We drift amongst pure wreckage now. Watching as the figure of the unearthly mobile suit embellishes itself against the sun, and tears through the battleship and the remaining forces I was meant to be a part of. Power's down now, turns out my fuel line had been cut and I was simply leaking black liquid bubbles out into emptiness of space. I feel my heart jump as I remember the air-line, "Runs parallel to the fuel lines..." I throw my wrist into view revealing the simple oxygen gauge on the back of the forearm, "Sixty-seven percent of my oxygen left..." that was roughly six hours of breathing. I exhaled heavily and lay back in the command chair of my Leo, wincing as the wounded beast squealed with disapproval,
"Sorry..." I whispered looking past the explosions and into the deep reaches of the sun. It wasn't so bright in space, somehow it lost its majesty and ceased to be a celestial wonder and began to be a simple mass of gases, I liked to think Earth's sun and the Galaxy's sun were two different things, it helped me to appreciate it on the Earth far more than I ever could in space, and if I ever let myself believe the two were one and the same I don't think I'd ever see beauty in our celestial being ever again.
Right on time: The sound of rusted, decade-old engines and an eerily enchanting music-box melody slithered into earshot. We'd had to deal with this scum a few times before. it was the scavengers come to claim whatever leftovers the mobile suit saw fit to leave them.

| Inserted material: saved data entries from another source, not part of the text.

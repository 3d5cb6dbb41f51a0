use maud::{html, Markup};
use uuid::Uuid;

use crate::models::post::{PostAction, PostForm};
use crate::models::FieldErrors;
use crate::workflow::submission::SubmissionState;

use super::loader;

pub struct PostFormView<'a> {
    pub action: &'a PostAction,
    pub form: &'a PostForm,
    pub errors: &'a FieldErrors,
    /// Current image of the post being edited.
    pub media_url: Option<&'a str>,
    pub submission_id: Uuid,
}

pub fn submission_events_path(id: Uuid, label: &str) -> String {
    format!("/posts/submissions/{id}?label={label}")
}

pub fn render(view: &PostFormView) -> Markup {
    let form = view.form;
    html! {
        form.post-form
            hx-post=(view.action.submit_path())
            hx-encoding="multipart/form-data"
            hx-swap="outerHTML"
            hx-disabled-elt="find button[type='submit']" {

            input type="hidden" name="submission_id" value=(view.submission_id);

            (field("caption", "Caption", view.errors, html! {
                textarea.shad-textarea #caption name="caption" placeholder="Write your caption here" {
                    (form.caption)
                }
            }))

            (field("file", "Add Photos", view.errors, file_uploader(view.media_url)))

            (field("location", "Add Location", view.errors, html! {
                input.shad-input #location type="text" name="location" placeholder="Tokyo"
                    value=(form.location.as_deref().unwrap_or_default());
            }))

            (field("tags", r#"Add Tags (separated by comma " , ")"#, view.errors, html! {
                input.shad-input #tags type="text" name="tags" placeholder="JS, React, FullStack"
                    value=(form.tags);
            }))

            .form-actions {
                button.shad-button_dark_4 type="button" onclick="history.back()" { "Cancel" }
                div hx-ext="sse"
                    sse-connect=(submission_events_path(view.submission_id, view.action.label()))
                    sse-swap="state" {
                    (submit_button(view.action.label(), &SubmissionState::Idle))
                }
            }
        }
    }
}

/// The loader replaces the label for as long as the backend call is running.
pub fn submit_button(label: &str, state: &SubmissionState) -> Markup {
    html! {
        button.shad-button_primary type="submit" disabled[state.is_busy()] {
            @if state.is_busy() {
                (loader::render())
            } @else {
                p { (label) }
            }
        }
    }
}

fn field(name: &str, label: &str, errors: &FieldErrors, control: Markup) -> Markup {
    html! {
        .form-item {
            label.shad-form_label for=(name) { (label) }
            (control)
            @for message in errors.get(name) {
                p.shad-form_message { (message) }
            }
        }
    }
}

fn file_uploader(media_url: Option<&str>) -> Markup {
    html! {
        .file-uploader {
            @if let Some(url) = media_url {
                img.file-uploader-img src=(url) alt="current image";
                p.file-uploader-label { "Choose a new photo to replace this one" }
            } @else {
                img src="/assets/icons/file-upload.svg" alt="file upload" width="96" height="77";
                p.file-uploader-label { "SVG, PNG, JPG" }
            }
            input #file type="file" name="file" accept=".png,.jpeg,.jpg,.svg";
        }
    }
}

I instinctively reached for the fire control on my mobile suit, to find the arm controls no longer worked, and even if they did I'd dropped my beam rifle around an hour ago, and could pose no more of a threat than a fly on a windshield.
The music-box was getting closer, it's eerie chime rung out into the endless night-time of space and I felt the fabric of my gloves become warm with perspiration. I found myself humming the music-boxes melody as if it had trapped me within it's web, however that was quickly rectified, although before long I came to find I was doing it again, and like a scolded child and scolding parent I was both disgusted and sulky with myself.